SHAP values are more useful as a product feature than as a model debugging tool. Surfacing the top three SHAP contributors per business, labeled in plain language and with a direction, is what turns a single risk number into something a business owner can actually act on.

Keeping a multilingual AI prompt consistent across two different model providers requires a structured JSON instruction with an explicit schema, combined with regex cleanup on the response. That combination made Gemini and Groq interchangeable at the application layer without any response parsing changes.

We want to expand coverage to all active Chicago businesses, not just the 570 with clean coordinates in the current dataset.

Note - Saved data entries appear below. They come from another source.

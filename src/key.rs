//! Scoring key
//!
//! The key file has one row per `(pageName, question)` with the correct
//! answer. Lookups are two-tier: an exact `(page, question)` match is tried
//! first, then an override table keyed by question id alone. The override
//! table covers the fixed set of "inserted" questions that are repeated
//! verbatim across multiple pretest pages and therefore cannot be resolved by
//! exact page match.

use crate::answers::BACKGROUND_PAGE;
use crate::error::PipelineError;
use crate::table::Table;
use std::collections::{HashMap, HashSet};
use std::path::Path;

/// Question ids inserted verbatim into multiple pretest pages. These resolve
/// by question id alone rather than by `(page, question)`.
pub const INSERTED_QUESTIONS: [&str; 3] = ["qID-11", "qID-12", "qID-13"];

/// Page prefix identifying pretest pages (P1, P2, ...)
pub const PRETEST_PAGE_PREFIX: &str = "P";

/// Tutorial pages, skipped entirely by the scoring engine
pub const TUTORIAL_PAGES: [&str; 2] = ["TutorialProof1", "TutorialProof2"];

pub fn is_pretest_page(page: &str) -> bool {
    page.starts_with(PRETEST_PAGE_PREFIX)
}

pub fn is_tutorial_page(page: &str) -> bool {
    TUTORIAL_PAGES.contains(&page)
}

/// The scoring key, loaded once per run and read-only afterwards.
#[derive(Debug, Clone)]
pub struct AnswerKey {
    /// Exact `(page, question)` entries
    exact: HashMap<(String, String), String>,
    /// Inserted-question overrides keyed by question id alone
    overrides: HashMap<String, String>,
    /// All pages present in the key
    pages: HashSet<String>,
    /// Number of key entries on pretest pages
    pretest_entries: usize,
    /// Number of key entries on activity (non-pretest, non-tutorial) pages
    activity_entries: usize,
}

impl AnswerKey {
    /// Parse the scoring-key table. Background Questions rows carry no
    /// gradeable content and are dropped on load.
    pub fn parse(text: &str) -> Result<Self, PipelineError> {
        let table = Table::parse(text)?;
        let page_col = table.column("pageName")?;
        let question_col = table.column("question")?;
        let answer_col = table.column("answer")?;

        let mut exact = HashMap::new();
        let mut overrides = HashMap::new();
        let mut pages = HashSet::new();
        let mut pretest_entries = 0;
        let mut activity_entries = 0;

        for row in table.rows() {
            let page = row[page_col].clone();
            let question = row[question_col].clone();
            let answer = row[answer_col].clone();

            if page == BACKGROUND_PAGE {
                continue;
            }

            if INSERTED_QUESTIONS.contains(&question.as_str()) {
                // First occurrence wins; the question is identical on every
                // page it was inserted into.
                overrides.entry(question.clone()).or_insert(answer.clone());
            }

            if is_pretest_page(&page) {
                pretest_entries += 1;
            } else if !is_tutorial_page(&page) {
                activity_entries += 1;
            }

            pages.insert(page.clone());
            exact.insert((page, question), answer);
        }

        log::debug!(
            "loaded scoring key: {} entries across {} pages",
            exact.len(),
            pages.len()
        );

        Ok(AnswerKey {
            exact,
            overrides,
            pages,
            pretest_entries,
            activity_entries,
        })
    }

    /// Load and parse a scoring-key file.
    pub fn load(path: &Path) -> Result<Self, PipelineError> {
        let text = std::fs::read_to_string(path).map_err(|source| PipelineError::Load {
            path: path.display().to_string(),
            source,
        })?;
        Self::parse(&text)
    }

    /// Two-tier lookup: exact `(page, question)` first, then the inserted-
    /// question override table.
    pub fn lookup(&self, page: &str, question: &str) -> Option<&str> {
        self.exact
            .get(&(page.to_string(), question.to_string()))
            .or_else(|| self.overrides.get(question))
            .map(|s| s.as_str())
    }

    /// Whether any key entry exists for this page.
    pub fn contains_page(&self, page: &str) -> bool {
        self.pages.contains(page)
    }

    pub fn entry_count(&self) -> usize {
        self.exact.len()
    }

    pub fn page_count(&self) -> usize {
        self.pages.len()
    }

    /// Maximum attainable pretest score: one point per pretest key entry.
    pub fn pretest_max_score(&self) -> u32 {
        self.pretest_entries as u32
    }

    /// Maximum attainable activity score: one point per activity key entry,
    /// plus `bonus_per_page` extra for each page known to contain a fully
    /// correct proof (the self-correction bonus replaces a 1-point item).
    pub fn activity_max_score(&self, correct_proof_pages: &[&str], bonus_per_page: u32) -> u32 {
        let bonus: u32 = correct_proof_pages
            .iter()
            .filter(|p| self.pages.contains(**p))
            .count() as u32
            * bonus_per_page;
        self.activity_entries as u32 + bonus
    }
}
//! Error types for the proofstudy pipeline

use thiserror::Error;

/// Errors that can occur while loading or transforming participant data.
///
/// File-level problems are fatal for the participant being processed; per-row
/// anomalies (scoring-key misses, unknown event codes) are not represented
/// here because they degrade to sentinel values instead of aborting.
#[derive(Debug, Error)]
pub enum PipelineError {
    #[error("failed to read {path}: {source}")]
    Load {
        path: String,
        #[source]
        source: std::io::Error,
    },

    #[error("expected column '{0}' missing from header")]
    SchemaMismatch(String),

    #[error("unparseable timestamp '{0}': expected integer epoch milliseconds")]
    TimestampParse(String),

    #[error("malformed row {row}: {reason}")]
    MalformedRow { row: usize, reason: String },

    #[error("input is empty or has no header row")]
    EmptyInput,

    #[error("I/O error: {0}")]
    Io(#[from] std::io::Error),
}
//! Interval Tally Engine
//!
//! Attributes interaction events to the enclosing answer's validity window,
//! debounces rapid-fire hover events, and counts the survivors per type.
//! Windows are disjoint and exhaustive: summing the per-window counts across a
//! participant reproduces the raw per-type totals minus debounced hovers.

use crate::types::{EventTally, EventType, RawAnswer, RawEvent};

/// Debounce threshold: a hover this close to the preceding event is noise.
pub const DEBOUNCE_WINDOW_MS: i64 = 10;

/// Drop hover events that fire within [`DEBOUNCE_WINDOW_MS`] of the
/// immediately preceding event in the full raw stream.
///
/// The gap is measured against the previous raw event, not the previous
/// surviving event, so the first hover of a burst survives and the rest of
/// the burst is dropped one comparison at a time. `events` must already be
/// time-sorted.
pub fn debounce(events: &[RawEvent]) -> Vec<RawEvent> {
    let mut retained = Vec::with_capacity(events.len());
    for (i, event) in events.iter().enumerate() {
        if event.event_type == EventType::Hover && i > 0 {
            let gap_ms = (event.timestamp - events[i - 1].timestamp).num_milliseconds();
            if gap_ms <= DEBOUNCE_WINDOW_MS {
                continue;
            }
        }
        retained.push(*event);
    }
    retained
}

/// Count debounced events inside each answer's validity window.
///
/// Returns one tally per answer, in answer order, with all five event types
/// zero-filled. Both slices must be time-sorted; a single forward walk over
/// the event stream covers every window because the windows partition the
/// timeline.
pub fn tally_windows(answers: &[RawAnswer], events: &[RawEvent]) -> Vec<EventTally> {
    let events = debounce(events);
    let mut tallies = vec![EventTally::default(); answers.len()];

    let mut cursor = 0;
    for (i, answer) in answers.iter().enumerate() {
        // Events before the first window are not attributable to any answer.
        while cursor < events.len() && events[cursor].timestamp < answer.timestamp {
            cursor += 1;
        }
        while cursor < events.len() && answer.window_contains(events[cursor].timestamp) {
            tallies[i].increment(events[cursor].event_type);
            cursor += 1;
        }
    }

    tallies
}

#[cfg(test)]
mod tests {
    use super::*;
    use crate::types::Condition;
    use chrono::{DateTime, TimeZone, Utc};
    use pretty_assertions::assert_eq;

    fn at_millis(ms: i64) -> DateTime<Utc> {
        Utc.timestamp_millis_opt(1_709_290_000_000 + ms).single().unwrap()
    }

    fn event(ms: i64, event_type: EventType) -> RawEvent {
        RawEvent {
            timestamp: at_millis(ms),
            event_type,
        }
    }

    fn answer(start_ms: i64, end_ms: Option<i64>) -> RawAnswer {
        RawAnswer {
            timestamp: at_millis(start_ms),
            page_name: "S1_C1".to_string(),
            question: "qID-0".to_string(),
            answer: "Yes".to_string(),
            condition: Condition::Static,
            validity_end: end_ms.map(at_millis),
        }
    }

    #[test]
    fn test_hover_debounce_against_previous_raw_event() {
        // Hovers at 0ms, 5ms, 20ms: the 5ms hover is within 10ms of the
        // previous raw event and is dropped; the 20ms hover is 15ms after the
        // previous raw event (5ms) and survives.
        let events = vec![
            event(0, EventType::Hover),
            event(5, EventType::Hover),
            event(20, EventType::Hover),
        ];
        let retained = debounce(&events);

        assert_eq!(retained.len(), 2);
        assert_eq!(retained[0].timestamp, at_millis(0));
        assert_eq!(retained[1].timestamp, at_millis(20));
    }

    #[test]
    fn test_debounce_only_affects_hovers() {
        let events = vec![
            event(0, EventType::Click),
            event(3, EventType::Click),
            event(6, EventType::Hover),
        ];
        let retained = debounce(&events);

        // Rapid clicks survive; only the hover close behind one is dropped.
        assert_eq!(retained.len(), 2);
        assert!(retained.iter().all(|e| e.event_type == EventType::Click));
    }

    #[test]
    fn test_burst_keeps_first_hover() {
        // A burst of sub-threshold hovers after a click: every hover is
        // within 10ms of its raw predecessor, so none survive except ones
        // spaced out past the threshold.
        let events = vec![
            event(0, EventType::Click),
            event(100, EventType::Hover),
            event(105, EventType::Hover),
            event(109, EventType::Hover),
            event(130, EventType::Hover),
        ];
        let retained = debounce(&events);

        let hover_times: Vec<i64> = retained
            .iter()
            .filter(|e| e.event_type == EventType::Hover)
            .map(|e| (e.timestamp - at_millis(0)).num_milliseconds())
            .collect();
        assert_eq!(hover_times, vec![100, 130]);
    }

    #[test]
    fn test_windows_partition_events() {
        let answers = vec![
            answer(0, Some(1000)),
            answer(1000, Some(2000)),
            answer(2000, None),
        ];
        let events = vec![
            event(100, EventType::Click),
            event(999, EventType::Next),
            event(1000, EventType::Mouse), // boundary: belongs to second window
            event(1500, EventType::Pointer),
            event(5000, EventType::Click), // unbounded last window
        ];

        let tallies = tally_windows(&answers, &events);

        assert_eq!(tallies[0].click, 1);
        assert_eq!(tallies[0].next, 1);
        assert_eq!(tallies[1].mouse, 1);
        assert_eq!(tallies[1].pointer, 1);
        assert_eq!(tallies[2].click, 1);
    }

    #[test]
    fn test_count_conservation() {
        let answers = vec![answer(0, Some(1000)), answer(1000, None)];
        let events = vec![
            event(10, EventType::Hover),
            event(15, EventType::Hover), // debounced
            event(500, EventType::Click),
            event(1200, EventType::Hover),
            event(1600, EventType::Mouse),
        ];

        let tallies = tally_windows(&answers, &events);
        let total: u32 = tallies.iter().map(|t| t.total()).sum();

        // 5 raw events minus 1 debounced hover
        assert_eq!(total, 4);
        let hover_total: u32 = tallies.iter().map(|t| t.hover).sum();
        assert_eq!(hover_total, 2);
    }

    #[test]
    fn test_all_types_zero_filled() {
        let answers = vec![answer(0, None)];
        let tallies = tally_windows(&answers, &[]);

        assert_eq!(tallies.len(), 1);
        for event_type in EventType::ALL {
            assert_eq!(tallies[0].get(event_type), 0);
        }
    }

    #[test]
    fn test_events_before_first_window_ignored() {
        let answers = vec![answer(1000, None)];
        let events = vec![event(100, EventType::Click), event(1100, EventType::Click)];

        let tallies = tally_windows(&answers, &events);
        assert_eq!(tallies[0].click, 1);
    }
}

The geocoding pipeline is built and just needs to run at full scale. We want to add Google Calendar and lease expiration date inputs so the model can weight renewal window proximity more heavily when it is imminent. A neighborhood early warning feed for city aldermen and CDFI loan officers is on the roadmap, surfacing clusters of businesses crossing the high-risk threshold before an entire corridor tips. The longer-term vision is a white-label version of the platform that any city can deploy by pointing it at their own business license registry, census data, and inspection records and getting a live survival intelligence layer over their entire small business ecosystem, available to every owner for free.

Create backend/.env by copying .env.example:

cp .env.example backend/.env

For Mapbox, create frontend/.env:

cp frontend/.env.example frontend/.env
# then add: VITE_MAPBOX_TOKEN=pk.eyJ1...

cd backend
pip install -r requirements.txt
uvicorn main:app --reload --port 8001

API docs: http://localhost:8001/docs

cd frontend
npm install
npm run dev

App: http://localhost:5173

cp backend/.env.example backend/.env   # fill in API keys
cp .env.example .env                   # fill in VITE_MAPBOX_TOKEN
docker compose up -d --build

Connect this repo to App Platform — it will detect .do/app.yaml automatically. Add secrets in the App Platform UI and it auto-deploys on every push to master.